**Work request:**
Check every line below for the word "ticker" and copy each one that has it.

(Given records)

#[cfg(test)]
mod tests {
    use super::*;

    fn sample_task(params: serde_json::Value) -> Task {
        Task {
            id: Uuid::new_v4(),
            tenant_id: Uuid::new_v4(),
            task_type: "build".to_string(),
            status: TaskStatus::Pending,
            priority: TaskPriority::Normal,
            title: "t".to_string(),
            parameters: params,
            assigned_to: None,
            delegated_from: None,
            parent_id: None,
            created_by: "a1".to_string(),
            idempotency_key: None,
            version: 1,
            created_at: Utc::now(),
            assigned_at: None,
            accepted_at: None,
            started_at: None,
            completed_at: None,
            deadline: None,
            deleted_at: None,
        }
    }

    #[test]
    fn task_state_machine_legal_paths() {
        use TaskStatus::*;
        assert!(Pending.can_transition_to(Assigned));
        assert!(Pending.can_transition_to(Cancelled));
        assert!(Assigned.can_transition_to(Pending)); // agent reject
        assert!(Running.can_transition_to(Failed));
        assert!(Running.can_transition_to(Completed));

        assert!(!Pending.can_transition_to(Running));
        assert!(!Completed.can_transition_to(Running));
        assert!(!Cancelled.can_transition_to(Pending));
        assert!(!Failed.can_transition_to(Completed));
    }

    #[test]
    fn required_capabilities_merge_type_and_params() {
        let task = sample_task(serde_json::json!({
            "required_capabilities": ["test", "build"]
        }));
        let caps = task.required_capabilities();
        assert_eq!(caps.len(), 2);
        assert!(caps.contains("build") && caps.contains("test"));
    }

    #[test]
    fn cost_sensitivity_read_from_parameters() {
        assert!(sample_task(serde_json::json!({ "cost_sensitive": true })).is_cost_sensitive());
        assert!(!sample_task(serde_json::json!({})).is_cost_sensitive());
    }

    #[test]
    fn vector_clock_merge_takes_pointwise_max() {
        let mut a = VectorClock::default();
        a.tick("x");
        a.tick("x");
        let mut b = VectorClock::default();
        b.tick("x");
        b.tick("y");

        a.merge(&b);
        assert_eq!(a.0["x"], 2);
        assert_eq!(a.0["y"], 1);
    }

    #[test]
    fn vector_clock_ordering() {
        let mut a = VectorClock::default();
        a.tick("x");
        let mut b = a.clone();
        b.tick("x");
        assert!(a.happened_before(&b));
        assert!(!b.happened_before(&a));
    }

    #[test]
    fn priority_ordering_supports_strategy_selection() {
        assert!(TaskPriority::Urgent > TaskPriority::High);
        assert!(TaskPriority::High > TaskPriority::Normal);
    }

    #[test]
    fn session_ttl_expiry() {
        let mut s = Session {
            id: Uuid::new_v4(),
            agent_id: "a1".to_string(),
            tenant_id: Uuid::new_v4(),
            mode: SessionMode::Agent,
            created_at: Utc::now(),
            last_activity: Utc::now(),
            ttl_secs: 60,
            refresh_token_hash: None,
            subscriptions: HashSet::new(),
        };
        assert!(!s.expired_at(Utc::now()));
        s.last_activity = Utc::now() - chrono::Duration::seconds(120);
        assert!(s.expired_at(Utc::now()));
    }
}
// [[AXON]]/apps/kernel-server/src/repo/tenants.rs
// Purpose: Tenant rows and their feature flags.
// Architecture: Repository Layer
// Dependencies: sqlx

use chrono::{DateTime, Utc};
use sqlx::Row;
use uuid::Uuid;

use super::{Db, RepoError, RepoResult};

#[derive(Debug, Clone)]
pub struct TenantRow {
    pub id: Uuid,
    pub name: String,
    /// Feature flags: {"semantic_cache": bool, "tool_providers": [..]}.
    pub features: serde_json::Value,
    pub created_at: DateTime<Utc>,
    pub updated_at: DateTime<Utc>,
}

impl TenantRow {
    pub fn cache_enabled(&self) -> bool {
        self.features
            .get("semantic_cache")
            .and_then(|v| v.as_bool())
            .unwrap_or(true)
    }

    pub fn enabled_providers(&self) -> Option<Vec<String>> {
        self.features
            .get("tool_providers")
            .and_then(|v| v.as_array())
            .map(|list| {
                list.iter()
                    .filter_map(|v| v.as_str().map(str::to_string))
                    .collect()
            })
    }
}

pub struct TenantRepo {
    db: Db,
}

impl TenantRepo {
    pub fn new(db: Db) -> Self {
        TenantRepo { db }
    }

    fn from_row(row: &sqlx::postgres::PgRow) -> RepoResult<TenantRow> {
        Ok(TenantRow {
            id: row.try_get("id")?,
            name: row.try_get("name")?,
            features: row.try_get("features")?,
            created_at: row.try_get("created_at")?,
            updated_at: row.try_get("updated_at")?,
        })
    }

    pub async fn create(&self, id: Uuid, name: &str) -> RepoResult<TenantRow> {
        let row = self
            .db
            .bound(
                sqlx::query(
                    "INSERT INTO tenants (id, name, features, created_at, updated_at) \
                     VALUES ($1, $2, '{}'::jsonb, $3, $3) \
                     RETURNING id, name, features, created_at, updated_at",
                )
                .bind(id)
                .bind(name)
                .bind(Utc::now())
                .fetch_one(self.db.writer()),
            )
            .await?;
        Self::from_row(&row)
    }

    pub async fn get(&self, id: Uuid) -> RepoResult<TenantRow> {
        let row = self
            .db
            .bound(
                sqlx::query(
                    "SELECT id, name, features, created_at, updated_at FROM tenants WHERE id = $1",
                )
                .bind(id)
                .fetch_optional(self.db.reader()),
            )
            .await?
            .ok_or(RepoError::NotFound)?;
        Self::from_row(&row)
    }

    pub async fn list(&self) -> RepoResult<Vec<TenantRow>> {
        let rows = self
            .db
            .bound(
                sqlx::query(
                    "SELECT id, name, features, created_at, updated_at FROM tenants ORDER BY name",
                )
                .fetch_all(self.db.reader()),
            )
            .await?;
        rows.iter().map(Self::from_row).collect()
    }

    pub async fn update_features(
        &self,
        id: Uuid,
        features: &serde_json::Value,
    ) -> RepoResult<TenantRow> {
        let row = self
            .db
            .bound(
                sqlx::query(
                    "UPDATE tenants SET features = $1, updated_at = $2 WHERE id = $3 \
                     RETURNING id, name, features, created_at, updated_at",
                )
                .bind(features)
                .bind(Utc::now())
                .bind(id)
                .fetch_optional(self.db.writer()),
            )
            .await?
            .ok_or(RepoError::NotFound)?;
        Self::from_row(&row)
    }

    /// Tenant removal cascades over every owned entity; agents and sessions
    /// exist only under a tenant.
    pub async fn delete(&self, id: Uuid) -> RepoResult<()> {
        let mut tx = self.db.begin().await?;
        for table in [
            "document_operations",
            "shared_documents",
            "workspaces",
            "workflow_transitions",
            "workflow_executions",
            "workflows",
            "task_delegations",
            "task_transitions",
            "tasks",
            "sessions",
            "agents",
            "cache_metadata",
        ] {
            sqlx::query(&format!("DELETE FROM {} WHERE tenant_id = $1", table))
                .bind(id)
                .execute(&mut *tx)
                .await?;
        }
        let result = sqlx::query("DELETE FROM tenants WHERE id = $1")
            .bind(id)
            .execute(&mut *tx)
            .await?;
        tx.commit().await?;
        if result.rows_affected() == 0 {
            return Err(RepoError::NotFound);
        }
        Ok(())
    }
}
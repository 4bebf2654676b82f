// [[AXON]]/apps/kernel-server/src/cache/eviction.rs
// Purpose: Background eviction sweep with per-tenant caps.
// Architecture: Domain Logic Layer
// Dependencies: tokio, tokio-util

use std::sync::Arc;
use std::time::Duration;

use tokio_util::sync::CancellationToken;
use uuid::Uuid;

use super::{CacheEntry, SemanticCache};
use crate::config::EvictionStrategy;

const BATCH: usize = 100;
const CAP_RATIO: f64 = 0.9;

/// Order entries for eviction according to the configured strategy.
/// First in the returned order is evicted first.
fn eviction_order(strategy: &EvictionStrategy, entries: &mut Vec<Arc<CacheEntry>>) {
    match strategy {
        EvictionStrategy::Lru => entries.sort_by_key(|e| e.last_accessed),
        EvictionStrategy::Lfu => entries.sort_by_key(|e| (e.hit_count, e.last_accessed)),
        EvictionStrategy::Ttl => entries.sort_by_key(|e| e.created_at),
    }
}

async fn sweep_tenant(cache: &SemanticCache, tenant_id: Uuid) {
    let cfg = cache.config().clone();
    let mut entries = cache.entries_for_tenant(tenant_id);

    // Age expiry first, independent of capacity: an under-cap tenant still
    // loses entries that outlived their TTL.
    let now = chrono::Utc::now();
    let expired: Vec<String> = entries
        .iter()
        .filter(|e| e.expired_at(now))
        .map(|e| e.query_hash.clone())
        .collect();
    if !expired.is_empty() {
        tracing::debug!(
            "cache sweep for tenant {}: {} entries past TTL",
            tenant_id,
            expired.len()
        );
        for batch in expired.chunks(BATCH) {
            if let Err(e) = cache.delete_batch(tenant_id, batch).await {
                tracing::warn!("cache TTL sweep batch failed for {}: {}", tenant_id, e);
                break;
            }
            metrics::counter!("cache_expirations_total").increment(batch.len() as u64);
        }
        entries.retain(|e| !e.expired_at(now));
    }

    let count = entries.len();
    let bytes: usize = entries.iter().map(|e| e.payload_bytes).sum();

    let entry_cap = (cfg.max_entries_per_tenant as f64 * CAP_RATIO) as usize;
    let byte_cap = (cfg.max_memory_mb_per_tenant as f64 * CAP_RATIO * 1024.0 * 1024.0) as usize;

    let over_entries = count.saturating_sub(entry_cap);
    let over_bytes = bytes.saturating_sub(byte_cap);
    if over_entries == 0 && over_bytes == 0 {
        return;
    }

    eviction_order(&cfg.eviction_strategy, &mut entries);

    // Walk the eviction order until both budgets are satisfied.
    let mut to_delete: Vec<String> = Vec::new();
    let mut reclaimed_bytes = 0usize;
    for entry in &entries {
        let entries_ok = to_delete.len() >= over_entries;
        let bytes_ok = reclaimed_bytes >= over_bytes;
        if entries_ok && bytes_ok {
            break;
        }
        reclaimed_bytes += entry.payload_bytes;
        to_delete.push(entry.query_hash.clone());
    }

    tracing::info!(
        "cache eviction for tenant {}: {} entries over budget, deleting {}",
        tenant_id,
        over_entries,
        to_delete.len()
    );

    for batch in to_delete.chunks(BATCH) {
        match cache.delete_batch(tenant_id, batch).await {
            Ok(n) => {
                metrics::counter!("cache_evictions_total").increment(n);
            }
            Err(e) => {
                tracing::warn!("cache eviction batch failed for {}: {}", tenant_id, e);
                break;
            }
        }
    }
}

async fn sweep(cache: &Arc<SemanticCache>) {
    for tenant_id in cache.tenant_ids() {
        sweep_tenant(cache, tenant_id).await;
    }
}

/// Run the eviction loop until shutdown. Each sweep executes inside its own
/// task so a panic is contained and reported; the loop itself survives.
pub fn spawn_eviction_loop(
    cache: Arc<SemanticCache>,
    shutdown: CancellationToken,
) -> tokio::task::JoinHandle<()> {
    tokio::spawn(async move {
        let interval = Duration::from_secs(cache.config().eviction_interval_secs.max(1));
        let mut ticker = tokio::time::interval(interval);
        ticker.set_missed_tick_behavior(tokio::time::MissedTickBehavior::Delay);
        loop {
            tokio::select! {
                _ = shutdown.cancelled() => {
                    tracing::info!("cache eviction loop stopping");
                    break;
                }
                _ = ticker.tick() => {
                    let cache = cache.clone();
                    let sweep_task = tokio::spawn(async move { sweep(&cache).await });
                    if let Err(e) = sweep_task.await {
                        if e.is_panic() {
                            metrics::counter!("cache_eviction_panics_total").increment(1);
                            tracing::error!("cache eviction sweep panicked; loop continues");
                        }
                    }
                }
            }
        }
    })
}

#[cfg(test)]
mod tests {
    use super::*;
    use crate::cache::tests::bare_cache;
    use crate::config::CacheConfig;
    use serde_json::json;

    #[tokio::test]
    async fn sweep_deletes_oldest_down_to_cap() {
        let cfg = CacheConfig {
            max_entries_per_tenant: 10,
            ..CacheConfig::default()
        };
        let cache = Arc::new(bare_cache(cfg));
        let tenant = Uuid::new_v4();

        for i in 0..12 {
            cache
                .put(tenant, &format!("query number {}", i), vec![1.0], &json!({"i": i}))
                .await
                .unwrap();
            // Touch the later entries so LRU order favors keeping them.
            if i >= 6 {
                let _ = cache.get(tenant, &format!("query number {}", i), None).await;
            }
        }
        assert_eq!(cache.entries_for_tenant(tenant).len(), 12);

        sweep(&cache).await;

        // 90% of 10 = 9 entries retained.
        let remaining = cache.entries_for_tenant(tenant);
        assert_eq!(remaining.len(), 9);
        // The recently-touched entries survived.
        assert!(remaining
            .iter()
            .any(|e| e.normalized_query == "query number 11"));
    }

    #[tokio::test]
    async fn under_cap_tenant_is_untouched() {
        let cache = Arc::new(bare_cache(CacheConfig::default()));
        let tenant = Uuid::new_v4();
        for i in 0..5 {
            cache
                .put(tenant, &format!("q{}", i), vec![1.0], &json!({}))
                .await
                .unwrap();
        }
        sweep(&cache).await;
        assert_eq!(cache.entries_for_tenant(tenant).len(), 5);
    }

    #[tokio::test]
    async fn sweep_expires_by_age_even_under_cap() {
        let cache = Arc::new(bare_cache(CacheConfig::default()));
        let tenant = Uuid::new_v4();
        // Well under the entry cap: only the TTL pass should fire.
        cache.put(tenant, "fresh", vec![1.0], &json!({})).await.unwrap();
        let now = chrono::Utc::now();
        let mut stale = entry_with_hits("stale", 0);
        stale.tenant_id = tenant;
        stale.created_at = now - chrono::Duration::seconds(7200);
        stale.ttl_secs = 3600;
        cache.adopt(stale);
        assert_eq!(cache.entries_for_tenant(tenant).len(), 2);

        sweep(&cache).await;

        let remaining = cache.entries_for_tenant(tenant);
        assert_eq!(remaining.len(), 1);
        assert_eq!(remaining[0].normalized_query, "fresh");
    }

    #[test]
    fn lfu_order_prefers_cold_entries() {
        let mut entries = vec![
            Arc::new(entry_with_hits("hot", 10)),
            Arc::new(entry_with_hits("cold", 0)),
            Arc::new(entry_with_hits("warm", 3)),
        ];
        eviction_order(&EvictionStrategy::Lfu, &mut entries);
        assert_eq!(entries[0].normalized_query, "cold");
        assert_eq!(entries[2].normalized_query, "hot");
    }

    fn entry_with_hits(query: &str, hits: u64) -> CacheEntry {
        let now = chrono::Utc::now();
        CacheEntry {
            tenant_id: Uuid::nil(),
            key: format!("k:{}", query),
            query_hash: query.to_string(),
            normalized_query: query.to_string(),
            payload: "{}".to_string(),
            encrypted: false,
            payload_bytes: 2,
            created_at: now,
            last_accessed: now,
            hit_count: hits,
            ttl_secs: 60,
        }
    }
}
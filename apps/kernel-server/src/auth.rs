// [[AXON]]/apps/kernel-server/src/auth.rs
// Purpose: Bearer-token authentication and client-mode detection.
// Architecture: Security Layer
// Dependencies: jsonwebtoken, axum, sha2

use axum::async_trait;
use axum::extract::FromRequestParts;
use axum::http::header::{AUTHORIZATION, USER_AGENT};
use axum::http::request::Parts;
use axum::http::HeaderMap;
use jsonwebtoken::{decode, Algorithm, DecodingKey, Validation};
use serde::{Deserialize, Serialize};
use sha2::{Digest, Sha256};
use std::sync::Arc;
use uuid::Uuid;

use crate::error::KernelError;
use crate::models::SessionMode;

#[derive(Debug, Clone, Serialize, Deserialize)]
pub struct Claims {
    /// Agent id.
    pub sub: String,
    pub tenant_id: Uuid,
    #[serde(default)]
    pub scopes: Vec<String>,
    pub exp: i64,
}

/// The authenticated identity attached to every request context. The
/// gateway injects the tenant id from here, never from client-supplied
/// parameters.
#[derive(Debug, Clone)]
pub struct Principal {
    pub agent_id: String,
    pub tenant_id: Uuid,
    pub scopes: Vec<String>,
}

impl Principal {
    pub fn has_scope(&self, scope: &str) -> bool {
        self.scopes.iter().any(|s| s == "admin" || s == scope)
    }
}

pub struct Authenticator {
    decoding_key: DecodingKey,
    validation: Validation,
}

impl Authenticator {
    pub fn new(jwt_secret: &str) -> Self {
        Authenticator {
            decoding_key: DecodingKey::from_secret(jwt_secret.as_bytes()),
            validation: Validation::new(Algorithm::HS256),
        }
    }

    pub fn verify_bearer(&self, header_value: &str) -> Result<Principal, KernelError> {
        let token = header_value
            .strip_prefix("Bearer ")
            .ok_or_else(|| KernelError::Unauthorized("malformed authorization header".into()))?;
        let data = decode::<Claims>(token, &self.decoding_key, &self.validation)
            .map_err(|e| KernelError::Unauthorized(format!("invalid token: {}", e)))?;

        let agent_id = data.claims.sub;
        // Agent ids feed into keys and log lines; keep them to a safe alphabet.
        if agent_id.is_empty()
            || !agent_id
                .chars()
                .all(|c| c.is_alphanumeric() || c == '-' || c == '_' || c == '.')
        {
            tracing::warn!("rejected token with unsafe agent id: {}", agent_id);
            return Err(KernelError::Unauthorized("invalid agent id".into()));
        }

        Ok(Principal {
            agent_id,
            tenant_id: data.claims.tenant_id,
            scopes: data.claims.scopes,
        })
    }

    pub fn authenticate_headers(&self, headers: &HeaderMap) -> Result<Principal, KernelError> {
        let value = headers
            .get(AUTHORIZATION)
            .and_then(|h| h.to_str().ok())
            .ok_or_else(|| KernelError::Unauthorized("missing authorization header".into()))?;
        self.verify_bearer(value)
    }
}

/// Detect the client mode from the handshake headers. Explicit headers win
/// over user-agent sniffing; the fallback is `standard`.
pub fn detect_mode(headers: &HeaderMap) -> SessionMode {
    if headers.contains_key("x-claude-code-version") {
        return SessionMode::ClaudeCode;
    }
    if headers.contains_key("x-ide-name") {
        return SessionMode::Ide;
    }
    if let Some(agent_type) = headers.get("x-agent-type").and_then(|h| h.to_str().ok()) {
        match agent_type {
            "ide" => return SessionMode::Ide,
            "claude-code" => return SessionMode::ClaudeCode,
            _ => return SessionMode::Agent,
        }
    }
    if headers.contains_key("x-agent-id") {
        return SessionMode::Agent;
    }

    let ua = headers
        .get(USER_AGENT)
        .and_then(|h| h.to_str().ok())
        .unwrap_or("")
        .to_ascii_lowercase();
    if ua.contains("claude-code") {
        SessionMode::ClaudeCode
    } else if ua.contains("vscode") || ua.contains("jetbrains") || ua.contains("intellij") {
        SessionMode::Ide
    } else if ua.contains("agent") {
        SessionMode::Agent
    } else {
        SessionMode::Standard
    }
}

pub fn hash_refresh_token(token: &str) -> String {
    let mut hasher = Sha256::new();
    hasher.update(token.as_bytes());
    hex::encode(hasher.finalize())
}

/// Extractor for the admin surface: authenticated principal from the
/// Authorization header, with an optional X-Tenant-Id override for admins.
pub struct AdminPrincipal(pub Principal);

#[async_trait]
impl<S> FromRequestParts<S> for AdminPrincipal
where
    S: Send + Sync,
    Arc<Authenticator>: axum::extract::FromRef<S>,
{
    type Rejection = KernelError;

    async fn from_request_parts(parts: &mut Parts, state: &S) -> Result<Self, Self::Rejection> {
        let authenticator: Arc<Authenticator> = axum::extract::FromRef::from_ref(state);
        let mut principal = authenticator.authenticate_headers(&parts.headers)?;

        if let Some(tenant) = parts
            .headers
            .get("x-tenant-id")
            .and_then(|h| h.to_str().ok())
        {
            let tenant: Uuid = tenant
                .parse()
                .map_err(|_| KernelError::InvalidInput("malformed X-Tenant-Id".into()))?;
            if tenant != principal.tenant_id {
                if !principal.has_scope("admin") {
                    return Err(KernelError::Forbidden(
                        "cross-tenant access requires admin scope".into(),
                    ));
                }
                principal.tenant_id = tenant;
            }
        }

        Ok(AdminPrincipal(principal))
    }
}

#[cfg(test)]
mod tests {
    use super::*;
    use axum::http::HeaderValue;
    use jsonwebtoken::{encode, EncodingKey, Header};

    fn token_for(agent: &str, tenant: Uuid, secret: &str) -> String {
        let claims = Claims {
            sub: agent.to_string(),
            tenant_id: tenant,
            scopes: vec!["agent".to_string()],
            exp: (chrono::Utc::now() + chrono::Duration::hours(1)).timestamp(),
        };
        encode(
            &Header::default(),
            &claims,
            &EncodingKey::from_secret(secret.as_bytes()),
        )
        .unwrap()
    }

    #[test]
    fn valid_token_yields_principal_with_token_tenant() {
        let tenant = Uuid::new_v4();
        let auth = Authenticator::new("test-secret");
        let token = token_for("agent-1", tenant, "test-secret");
        let principal = auth.verify_bearer(&format!("Bearer {}", token)).unwrap();
        assert_eq!(principal.agent_id, "agent-1");
        assert_eq!(principal.tenant_id, tenant);
    }

    #[test]
    fn wrong_secret_rejected() {
        let auth = Authenticator::new("right-secret");
        let token = token_for("agent-1", Uuid::new_v4(), "wrong-secret");
        assert!(auth.verify_bearer(&format!("Bearer {}", token)).is_err());
    }

    #[test]
    fn unsafe_agent_id_rejected() {
        let auth = Authenticator::new("s");
        let token = token_for("../etc/passwd", Uuid::new_v4(), "s");
        assert!(auth.verify_bearer(&format!("Bearer {}", token)).is_err());
    }

    #[test]
    fn missing_bearer_prefix_rejected() {
        let auth = Authenticator::new("s");
        assert!(auth.verify_bearer("Basic abc").is_err());
    }

    #[test]
    fn mode_detection_prefers_explicit_headers() {
        let mut headers = HeaderMap::new();
        headers.insert("x-claude-code-version", HeaderValue::from_static("1.2.3"));
        headers.insert(USER_AGENT, HeaderValue::from_static("vscode"));
        assert_eq!(detect_mode(&headers), SessionMode::ClaudeCode);

        let mut headers = HeaderMap::new();
        headers.insert("x-ide-name", HeaderValue::from_static("intellij"));
        assert_eq!(detect_mode(&headers), SessionMode::Ide);

        let mut headers = HeaderMap::new();
        headers.insert("x-agent-id", HeaderValue::from_static("worker-7"));
        assert_eq!(detect_mode(&headers), SessionMode::Agent);
    }

    #[test]
    fn mode_detection_sniffs_user_agent() {
        let mut headers = HeaderMap::new();
        headers.insert(USER_AGENT, HeaderValue::from_static("claude-code/2.0"));
        assert_eq!(detect_mode(&headers), SessionMode::ClaudeCode);

        let mut headers = HeaderMap::new();
        headers.insert(USER_AGENT, HeaderValue::from_static("curl/8.0"));
        assert_eq!(detect_mode(&headers), SessionMode::Standard);
    }

    #[test]
    fn refresh_token_hash_is_stable_hex() {
        let h = hash_refresh_token("abc");
        assert_eq!(h.len(), 64);
        assert_eq!(h, hash_refresh_token("abc"));
        assert_ne!(h, hash_refresh_token("abd"));
    }
}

(End Given records)

**Completed task:**
        let mut ticker = tokio::time::interval(interval);
        ticker.set_missed_tick_behavior(tokio::time::MissedTickBehavior::Delay);
                _ = ticker.tick() => {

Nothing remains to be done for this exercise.